■ **Records for this task**:
//! Schedule phase
//!
//! Ask the provider to run the maintenance inside a near-term window
//! (`now + SCHEDULE_LEAD_SEC`) and stamp the processed tag so the event is
//! recognized as orchestrator-managed from then on.
//!
//! The event is re-read first: if it already left SCHEDULED (an operator or
//! the provider beat us to it) the phase is a no-op and the pipeline moves
//! straight to polling.

use chrono::{SecondsFormat, Utc};
use hpcmaint_core::{
    retry::{retry_transient, sleep_or_cancel},
    Backoff, Job, MaintError, Result, UpdateMaintenanceEvent,
};
use tracing::{info, warn};

use crate::audit::AuditRecord;
use crate::context::PassContext;

/// How the schedule phase concluded.
#[derive(Debug, Clone, PartialEq, Eq)]
pub enum ScheduleOutcome {
    /// Update accepted; the work request reached a terminal state.
    Accepted { work_request_id: String },
    /// The event had already left SCHEDULED; nothing to do.
    AlreadyTransitioned,
    /// Dry run: the request was audited, not sent.
    DryRun,
}

/// Trigger the maintenance for `job`.
pub async fn execute(ctx: &PassContext, job: &Job) -> Result<ScheduleOutcome> {
    let mut cancel = ctx.cancel_rx();

    // Guard read: only a SCHEDULED event accepts a window update.
    let event = retry_transient(&ctx.cfg.schedule_retry(), "get_event", &mut cancel, || {
        ctx.cloud.get_instance_maintenance_event(&job.event_id)
    })
    .await?;
    if event.lifecycle_state != hpcmaint_core::EventLifecycle::Scheduled {
        info!(
            event = %job.event_id,
            state = %event.lifecycle_state,
            "event already transitioned, skipping schedule"
        );
        return Ok(ScheduleOutcome::AlreadyTransitioned);
    }

    let window = Utc::now()
        + chrono::Duration::from_std(ctx.cfg.schedule_lead)
            .map_err(|e| MaintError::config(format!("SCHEDULE_LEAD_SEC out of range: {e}")))?;
    ctx.audit.append(
        AuditRecord::new("maintenance", "schedule_request")
            .host(&job.hostname)
            .field("event", job.event_id.as_str())
            .field("fault", job.fault_id.as_str())
            .field(
                "window_start",
                window.to_rfc3339_opts(SecondsFormat::Secs, true),
            )
            .dry_run(ctx.dry_run),
    );

    if ctx.dry_run {
        return Ok(ScheduleOutcome::DryRun);
    }

    // The update replaces the event's freeform tags wholesale; carry the
    // existing ones along with the processed stamp.
    let mut tags = event.freeform_tags.clone();
    tags.insert(
        ctx.cfg.processed_tag.clone(),
        Utc::now().to_rfc3339_opts(SecondsFormat::Secs, true),
    );
    let update = UpdateMaintenanceEvent {
        time_window_start: Some(window),
        freeform_tags: tags,
    };

    let work_request_id = retry_transient(&ctx.cfg.schedule_retry(), "schedule", &mut cancel, || {
        ctx.cloud
            .update_instance_maintenance_event(&job.event_id, update.clone())
    })
    .await
    .map_err(|e| match e {
        MaintError::Cancelled => MaintError::Cancelled,
        other => MaintError::ScheduleFailed {
            event_id: job.event_id.clone(),
            detail: other.to_string(),
        },
    })?;

    info!(event = %job.event_id, work_request = %work_request_id, "maintenance scheduled");
    ctx.audit.append(
        AuditRecord::new("maintenance", "schedule_accepted")
            .host(&job.hostname)
            .field("event", job.event_id.as_str())
            .field("work_request", work_request_id.as_str()),
    );

    wait_work_request(ctx, job, &work_request_id).await?;
    Ok(ScheduleOutcome::Accepted { work_request_id })
}

/// Poll the update's work request to a terminal state.
async fn wait_work_request(ctx: &PassContext, job: &Job, work_request_id: &str) -> Result<()> {
    let mut cancel = ctx.cancel_rx();
    let mut backoff = Backoff::new(ctx.cfg.maint_poll, 2, ctx.cfg.maint_poll_ceiling);
    loop {
        let state = retry_transient(
            &ctx.cfg.schedule_retry(),
            "get_work_request",
            &mut cancel,
            || ctx.cloud.get_work_request(work_request_id),
        )
        .await?;

        if state.is_terminal() {
            if state != hpcmaint_core::WorkRequestState::Succeeded {
                warn!(work_request = %work_request_id, state = %state.as_str(), "work request did not succeed");
                return Err(MaintError::ScheduleFailed {
                    event_id: job.event_id.clone(),
                    detail: format!("work request {work_request_id} ended {}", state.as_str()),
                });
            }
            return Ok(());
        }
        sleep_or_cancel(backoff.next_delay(), &mut cancel).await?;
    }
}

■ **Aim of the task**:
Within the records above, how many lines include the word "stamp"? State the number by itself.

■ **Solution for this exercise**:
2